Neo-liberal ideology and the role of the state
The rise of this global commercial media system is closely linked to the assertion of neo-liberal capitalism as the dominant theory of economics. Being “significant beneficiaries” of the current global structure, the media giants have a particular interest in supporting the perpetuation of neo-liberal capitalism (McChesney & Schiller 2003, p. 13). Since the unregulated free market as the fairest and most effective way of wealth distribution is the essential precondition for a prospering democratic society (Harvey 2005), there is no need for the public to interfere in the current organisation of media ownership (Touraine 2001). Thereby, both consumerism and corporate concentration are depicted as natural (Bauman 2000), inevitable consequences of globalisation (Cowling & Tomlinson, 2005; Sklair, 2002). However, since globalisation, and thereby neo-liberal ideology, “was restored by [US] military force and national policy, it was not a ‘natural’ state of affairs” (Hirst & Thompson 2002, p. 249). Economic neo-liberalism strongly relies on governments forming a global regime that “defines and guarantees, through international treaties with constitutional effect, the global and domestic rights of capital” and enterprises (Panitch 1994, p. 64).

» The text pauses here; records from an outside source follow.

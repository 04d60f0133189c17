//! Boundary between the session server and whatever carries the bytes.
//!
//! Transports (the daemon's SSH listener, in-memory pipes in tests) hand the
//! server already-authenticated [`Connection`]s through the [`Listener`] trait.

use crate::error::UnlockResult;
use async_trait::async_trait;
use std::pin::Pin;
use tokio::io::{AsyncRead, AsyncWrite};
use tokio::sync::{mpsc, oneshot};

/// Terminal dimensions in character cells.
#[derive(Debug, Clone, Copy, PartialEq, Eq)]
pub struct PtySize {
    pub width: u32,
    pub height: u32,
}

/// Interactive terminal negotiated by the client.
#[derive(Debug)]
pub struct PtyRequest {
    pub size: PtySize,
    /// Live window-change notifications, if the transport forwards them.
    pub resizes: Option<mpsc::UnboundedReceiver<PtySize>>,
}

pub trait DuplexStream: AsyncRead + AsyncWrite + Send {}

impl<T: AsyncRead + AsyncWrite + Send + ?Sized> DuplexStream for T {}

pub type BoxedStream = Pin<Box<dyn DuplexStream>>;

/// One accepted client session.
pub struct Connection {
    pub peer: String,
    pub pty: Option<PtyRequest>,
    pub stream: BoxedStream,
    exit: Option<oneshot::Sender<u32>>,
}

impl Connection {
    /// Wrap a stream; the returned receiver yields the exit status once the
    /// session is over, after every byte written to `stream` was flushed.
    pub fn new<S>(
        peer: impl Into<String>,
        pty: Option<PtyRequest>,
        stream: S,
    ) -> (Self, oneshot::Receiver<u32>)
    where
        S: AsyncRead + AsyncWrite + Send + 'static,
    {
        let (exit_tx, exit_rx) = oneshot::channel();
        let conn = Self {
            peer: peer.into(),
            pty,
            stream: Box::pin(stream),
            exit: Some(exit_tx),
        };
        (conn, exit_rx)
    }

    /// Split into parts the session needs, keeping the exit reporter.
    pub(crate) fn into_parts(self) -> (String, Option<PtyRequest>, BoxedStream, ExitReporter) {
        (self.peer, self.pty, self.stream, ExitReporter(self.exit))
    }
}

impl std::fmt::Debug for Connection {
    fn fmt(&self, f: &mut std::fmt::Formatter<'_>) -> std::fmt::Result {
        f.debug_struct("Connection")
            .field("peer", &self.peer)
            .field("pty", &self.pty)
            .finish_non_exhaustive()
    }
}

/// Sends the session's exit status back to the transport.
pub(crate) struct ExitReporter(Option<oneshot::Sender<u32>>);

impl ExitReporter {
    pub(crate) fn report(mut self, code: u32) {
        if let Some(tx) = self.0.take() {
            let _ = tx.send(code);
        }
    }
}

/// Source of incoming connections.
#[async_trait]
pub trait Listener: Send + 'static {
    /// Wait for the next connection. `Ok(None)` means the listener was closed
    /// cleanly and no further connections will arrive.
    async fn accept(&mut self) -> UnlockResult<Option<Connection>>;
}

/// Listener fed from an in-process channel. Used by tests and by transports
/// whose accept loop runs in its own task.
pub struct ChannelListener {
    incoming: mpsc::Receiver<UnlockResult<Connection>>,
}

impl ChannelListener {
    pub fn new(capacity: usize) -> (mpsc::Sender<UnlockResult<Connection>>, Self) {
        let (tx, rx) = mpsc::channel(capacity);
        (tx, Self { incoming: rx })
    }
}

#[async_trait]
impl Listener for ChannelListener {
    async fn accept(&mut self) -> UnlockResult<Option<Connection>> {
        match self.incoming.recv().await {
            Some(Ok(conn)) => Ok(Some(conn)),
            Some(Err(err)) => Err(err),
            None => Ok(None),
        }
    }
}
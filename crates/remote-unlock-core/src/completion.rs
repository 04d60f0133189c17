//! One-shot "every volume is unlocked" event shared by all sessions.

use std::sync::atomic::{AtomicBool, Ordering};
use tokio::sync::Notify;

/// Set-once completion flag with an async wait.
///
/// Any number of sessions may call [`CompletionSignal::fire`] concurrently;
/// exactly one of them wins and wakes the waiters.
#[derive(Debug, Default)]
pub struct CompletionSignal {
    fired: AtomicBool,
    notify: Notify,
}

impl CompletionSignal {
    pub fn new() -> Self {
        Self::default()
    }

    /// Raise the signal. Returns `true` only for the call that set it.
    pub fn fire(&self) -> bool {
        let won = self
            .fired
            .compare_exchange(false, true, Ordering::AcqRel, Ordering::Acquire)
            .is_ok();
        if won {
            self.notify.notify_waiters();
        }
        won
    }

    pub fn is_fired(&self) -> bool {
        self.fired.load(Ordering::Acquire)
    }

    /// Resolve once the signal has been raised, including before this call.
    pub async fn wait(&self) {
        let notified = self.notify.notified();
        tokio::pin!(notified);
        // Register before checking the flag so a concurrent fire is not lost.
        notified.as_mut().enable();
        if self.is_fired() {
            return;
        }
        notified.await;
    }
}

#[cfg(test)]
mod tests {
    use super::*;
    use std::sync::Arc;
    use std::time::Duration;
    use tokio::sync::Barrier;
    use tokio::time::timeout;

    #[test]
    fn fire_only_wins_once() {
        let signal = CompletionSignal::new();
        assert!(!signal.is_fired());
        assert!(signal.fire());
        assert!(!signal.fire());
        assert!(signal.is_fired());
    }

    #[tokio::test]
    async fn wait_returns_when_already_fired() {
        let signal = CompletionSignal::new();
        signal.fire();
        timeout(Duration::from_secs(1), signal.wait())
            .await
            .expect("wait should resolve immediately");
    }

    #[tokio::test(flavor = "multi_thread", worker_threads = 4)]
    async fn concurrent_fires_produce_one_winner() {
        let signal = Arc::new(CompletionSignal::new());
        let barrier = Arc::new(Barrier::new(16));

        let waiter = {
            let signal = signal.clone();
            tokio::spawn(async move { signal.wait().await })
        };

        let mut handles = Vec::new();
        for _ in 0..16 {
            let signal = signal.clone();
            let barrier = barrier.clone();
            handles.push(tokio::spawn(async move {
                barrier.wait().await;
                signal.fire()
            }));
        }

        let mut winners = 0;
        for handle in handles {
            if handle.await.unwrap() {
                winners += 1;
            }
        }

        assert_eq!(winners, 1);
        timeout(Duration::from_secs(1), waiter)
            .await
            .expect("waiter should be woken")
            .unwrap();
    }
}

Hence, there is no reason for Hirst and Thompson (2002, p. 248) to assume that all the processes linked to globalisation “have an inherent dynamic that prevails over all countervailing forces”. Neo-liberalism is not a dogmatic consequence of globalisation, and despite the general perception of globalisation representing “an unstoppable historical force in the face of which politics is helpless” (Scott 1997, pp. 1-2), it remains reversible (Williamson 1998, p. 70), always dependent on governmental backing (Scholte 1997, p. 442). Moreover, as an instrument of an overarching ideology of free market capitalism, neo-liberalism “is grounded in the [ever-increasing] power of multinational corporations arguing for free trade by means of removing political and governmental rules and regulations that may inhibit the movements of goods, services and capital across borders” (Nafstad et al. 2007, p. 316). In summary; “the centerpiece of neoliberal policies is invariably a call for commercial communication markets to be deregulated” (McChesney 2001, p. 2).